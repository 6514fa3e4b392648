macro_rules! assert_bin {
    ($e:expr, $op:pat) => {{
        match &($e).kind {
            ExprKind::Binary { op, left, right } if matches!(op.node, $op) => {
                (left.as_ref(), right.as_ref())
            }
            other => panic!("expected Binary({}), got {:?}", stringify!($op), other),
        }
    }};
}

macro_rules! assert_lit {
    ($e:expr, $value:expr) => {{
        match &($e).kind {
            ExprKind::Lit(v) => assert_eq!(*v, $value as f64),
            other => panic!("expected literal, got {:?}", other),
        }
    }};
}
pub mod golden;
use std::fs;
use std::path::{Path, PathBuf};

const INPUT_MARKER: &str = "=== INPUT ===";
const OUTPUT_MARKER: &str = "=== OUTPUT ===";

/// Compares `render(path, source)` against `<input>.snap` for every `*.expr` file in `dir`.
///
/// A missing golden file is written and the test fails so it can be reviewed.
/// Run with `BLESS=1` to rewrite every golden file from the current output.
pub fn run_golden_dir<F>(test_name: &str, dir: &Path, mut render: F)
where
    F: FnMut(&Path, &str) -> String,
{
    let mut inputs: Vec<PathBuf> = fs::read_dir(dir)
        .unwrap_or_else(|e| panic!("failed to read test dir {:?}: {}", dir, e))
        .filter_map(|ent| ent.ok().map(|e| e.path()))
        .filter(|p| p.extension().is_some_and(|ext| ext == "expr"))
        .collect();
    inputs.sort();
    assert!(!inputs.is_empty(), "no *.expr inputs in {:?}", dir);

    let bless = std::env::var_os("BLESS").is_some();

    for input in inputs {
        let source = fs::read_to_string(&input)
            .unwrap_or_else(|e| panic!("failed to read {:?}: {}", input, e));
        let actual = normalize_output(&render(&input, &source));
        let golden_path = input.with_extension("snap");

        if bless {
            write_golden(&golden_path, &source, &actual);
            continue;
        }

        let Ok(golden) = fs::read_to_string(&golden_path) else {
            write_golden(&golden_path, &source, &actual);
            panic!(
                "generated missing golden file {:?}; review it, then re-run `cargo test {}`",
                golden_path, test_name
            );
        };

        assert_eq!(
            normalize_output(output_section(&golden)),
            actual,
            "golden mismatch for {:?}\nTo update: BLESS=1 cargo test {}",
            input,
            test_name
        );
    }
}

fn write_golden(path: &Path, source: &str, output: &str) {
    let mut contents = format!("{INPUT_MARKER}\n{source}");
    if !contents.ends_with('\n') {
        contents.push('\n');
    }
    contents.push_str(OUTPUT_MARKER);
    contents.push('\n');
    contents.push_str(output);

    fs::write(path, contents)
        .unwrap_or_else(|e| panic!("failed to write golden file {:?}: {}", path, e));
}

fn output_section(contents: &str) -> &str {
    match contents.split_once(OUTPUT_MARKER) {
        Some((_, rest)) => rest
            .strip_prefix("\r\n")
            .or_else(|| rest.strip_prefix('\n'))
            .unwrap_or(rest),
        None => contents,
    }
}

// Only trailing whitespace is normalized; every line ends with '\n'.
fn normalize_output(s: &str) -> String {
    s.lines().map(|line| format!("{}\n", line.trim_end())).collect()
}
mod token;

pub use token::{Symbol, Token, TokenKind};

use crate::span::Span;

/// On-demand tokenizer over a single source string.
///
/// The only state is the byte cursor, so a lexer can be restarted from any char boundary with
/// [`Lexer::at`] and will produce the same tokens a fresh lexer would from that offset.
///
/// - Whitespace is skipped and never emitted.
/// - Numbers: ASCII digits only (no sign, decimals or exponent).
/// - Operators and parens are single characters.
/// - Any other character becomes [`TokenKind::Invalid`]; the cursor moves past that character only.
/// - At end of input every call returns [`TokenKind::Eof`].
#[derive(Debug, Clone)]
pub struct Lexer<'a> {
    source: &'a str,
    pos: usize,
}

impl<'a> Lexer<'a> {
    pub fn new(source: &'a str) -> Self {
        Self::at(source, 0)
    }

    /// Starts lexing at byte offset `pos`, which must be a char boundary of `source`.
    pub fn at(source: &'a str, pos: usize) -> Self {
        debug_assert!(source.is_char_boundary(pos));
        Lexer { source, pos }
    }

    /// Byte offset of the next unread character.
    pub fn pos(&self) -> usize {
        self.pos
    }

    pub fn next_token(&mut self) -> Token {
        let rest = &self.source[self.pos..];
        let trimmed = rest.trim_start();
        self.pos += rest.len() - trimmed.len();

        let start = self.pos;
        let Some(ch) = trimmed.chars().next() else {
            return Token {
                kind: TokenKind::Eof,
                span: Span::new(start, start),
            };
        };

        let kind = match ch {
            c if c.is_ascii_digit() => {
                let len = trimmed
                    .find(|c2: char| !c2.is_ascii_digit())
                    .unwrap_or(trimmed.len());
                self.pos += len;
                return Token {
                    kind: TokenKind::Number(Symbol {
                        text: String::from(&trimmed[..len]),
                    }),
                    span: Span::new(start, self.pos),
                };
            }

            '+' => TokenKind::Plus,
            '-' => TokenKind::Minus,
            '*' => TokenKind::Star,
            '/' => TokenKind::Slash,
            '(' => TokenKind::OpenParen,
            ')' => TokenKind::CloseParen,

            other => TokenKind::Invalid(other),
        };

        self.pos += ch.len_utf8();
        Token {
            kind,
            span: Span::new(start, self.pos),
        }
    }
}

/// Lex the whole input, including the trailing [`TokenKind::Eof`].
pub fn lex(input: &str) -> Vec<Token> {
    let mut lexer = Lexer::new(input);
    let mut tokens = Vec::new();
    loop {
        let tok = lexer.next_token();
        let done = tok.is_eof();
        tokens.push(tok);
        if done {
            break;
        }
    }
    tokens
}
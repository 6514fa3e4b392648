//! Recursive-descent parser for arithmetic expressions.
//!
//! The parser owns its [`Lexer`] for the whole parse and pulls one token at a time; it always
//! holds exactly one current token. There is no backtracking: every production either commits
//! or fails, and the first failure is returned to the caller.
//!
//! Spans are UTF-8 byte offsets into the original source, with half-open semantics `[start, end)`.

use crate::diagnostics::ParseError;
use crate::lexer::{Lexer, Token, TokenKind};
use crate::span::Span;

pub mod ast;
mod expr;
mod pretty;

/// Default bound on parenthesis nesting.
pub const DEFAULT_MAX_DEPTH: usize = 256;

/// Default bound on the height of the parsed tree.
///
/// Evaluation, printing and dropping all recurse once per level, so the height has to stay well
/// inside a thread's stack. A flat chain like `1 + 1 + ... + 1` is one level per operator.
pub const DEFAULT_MAX_HEIGHT: usize = 1024;

/// What to do with tokens left after a complete top-level expression.
#[derive(Debug, Clone, Copy, PartialEq, Eq, Default)]
pub enum TrailingInput {
    /// Stop at the end of the expression; `1 + 2 abc` parses as `1 + 2`.
    #[default]
    Ignore,
    /// Require end of input after the expression.
    Reject,
}

#[derive(Debug, Clone, Copy, PartialEq, Eq)]
pub struct ParseOptions {
    pub trailing: TrailingInput,
    /// Maximum number of open parentheses at any point.
    pub max_depth: usize,
    /// Maximum height of the resulting tree; a literal has height 1.
    pub max_height: usize,
}

impl Default for ParseOptions {
    fn default() -> Self {
        ParseOptions {
            trailing: TrailingInput::default(),
            max_depth: DEFAULT_MAX_DEPTH,
            max_height: DEFAULT_MAX_HEIGHT,
        }
    }
}

impl ParseOptions {
    pub fn strict() -> Self {
        ParseOptions {
            trailing: TrailingInput::Reject,
            ..Self::default()
        }
    }
}

pub struct Parser<'a> {
    lexer: Lexer<'a>,
    token: Token,
    options: ParseOptions,
    depth: usize,
}

impl<'a> Parser<'a> {
    pub fn new(lexer: Lexer<'a>) -> Self {
        Self::with_options(lexer, ParseOptions::default())
    }

    pub fn with_options(mut lexer: Lexer<'a>, options: ParseOptions) -> Self {
        let token = lexer.next_token();
        Parser {
            lexer,
            token,
            options,
            depth: 0,
        }
    }

    fn cur(&self) -> &Token {
        &self.token
    }

    /// Advances to the next token and returns the one just consumed.
    fn bump(&mut self) -> Token {
        let next = self.lexer.next_token();
        std::mem::replace(&mut self.token, next)
    }

    /// Error for rejecting the current token where `expected` was required.
    fn unexpected(&self, expected: &'static str) -> ParseError {
        Self::reject(&self.cur().kind, self.cur().span, expected)
    }

    /// An invalid character is always reported as such, whatever the grammar expected.
    fn reject(found: &TokenKind, span: Span, expected: &'static str) -> ParseError {
        match *found {
            TokenKind::Invalid(ch) => ParseError::InvalidCharacter { ch, span },
            ref kind => ParseError::UnexpectedToken {
                expected,
                found: kind.describe(),
                span,
            },
        }
    }
}
use crate::span::{Span, Spanned};

#[derive(Debug, Clone, Copy, PartialEq, Eq, Hash)]
pub enum BinOpKind {
    /// `+`
    Add,
    /// `-`
    Sub,
    /// `*`
    Mul,
    /// `/`
    Div,
}

pub type BinOp = Spanned<BinOpKind>;

impl BinOpKind {
    pub fn as_str(&self) -> &'static str {
        match self {
            BinOpKind::Add => "+",
            BinOpKind::Sub => "-",
            BinOpKind::Mul => "*",
            BinOpKind::Div => "/",
        }
    }

    /// Returns `(left_bp, right_bp)`; larger numbers bind tighter.
    ///
    /// All operators are left-associative, so `right_bp = left_bp + 1`:
    /// `a - b - c` is `(a - b) - c` and `a / b / c` is `(a / b) / c`.
    pub fn binding_power(&self) -> (u8, u8) {
        match self {
            BinOpKind::Add | BinOpKind::Sub => (1, 2),
            BinOpKind::Mul | BinOpKind::Div => (3, 4),
        }
    }
}

/// An expression node. Parentheses used for grouping are not represented.
#[derive(Debug, Clone, PartialEq)]
pub struct Expr {
    pub span: Span,
    pub kind: ExprKind,
}

#[derive(Debug, Clone, PartialEq)]
pub enum ExprKind {
    Lit(f64),
    Binary {
        op: BinOp,
        left: Box<Expr>,
        right: Box<Expr>,
    },
}

impl Expr {
    pub fn lit(value: f64, span: Span) -> Self {
        Expr {
            span,
            kind: ExprKind::Lit(value),
        }
    }

    /// Builds `left op right`, spanning from the start of `left` to the end of `right`.
    pub fn binary(op: BinOp, left: Expr, right: Expr) -> Self {
        Expr {
            span: left.span.to(right.span),
            kind: ExprKind::Binary {
                op,
                left: Box::new(left),
                right: Box::new(right),
            },
        }
    }
}
//! Arithmetic expression front end.
//!
//! Pipeline: lex → parse. Tokens are pulled from the lexer on demand by the parser; the result is
//! an owned [`ast::Expr`] tree or the first [`ParseError`] encountered.
//! All spans are UTF-8 byte offsets into the original source, using `[start, end)`.

mod diagnostics;
mod lexer;
mod parser;
mod source_map;
mod span;
mod tests;

/// Parses `text` with the default [`ParseOptions`].
pub fn parse(text: &str) -> Result<ast::Expr, ParseError> {
    parse_with(text, &ParseOptions::default())
}

pub fn parse_with(text: &str, options: &ParseOptions) -> Result<ast::Expr, ParseError> {
    Parser::with_options(Lexer::new(text), *options).parse()
}

pub use diagnostics::{Label, ParseError, format_error};
pub use lexer::{Lexer, Symbol, Token, TokenKind, lex};
pub use parser::ast;
pub use parser::{DEFAULT_MAX_DEPTH, DEFAULT_MAX_HEIGHT, ParseOptions, Parser, TrailingInput};
pub use source_map::SourceMap;
pub use span::{Span, Spanned};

--*--

_WHAT TO PRODUCE:_ Scan the listing for the word "found". Copy every line in which it appears.

_THE COMPLETED TASK:_
    fn reject(found: &TokenKind, span: Span, expected: &'static str) -> ParseError {
        match *found {
                found: kind.describe(),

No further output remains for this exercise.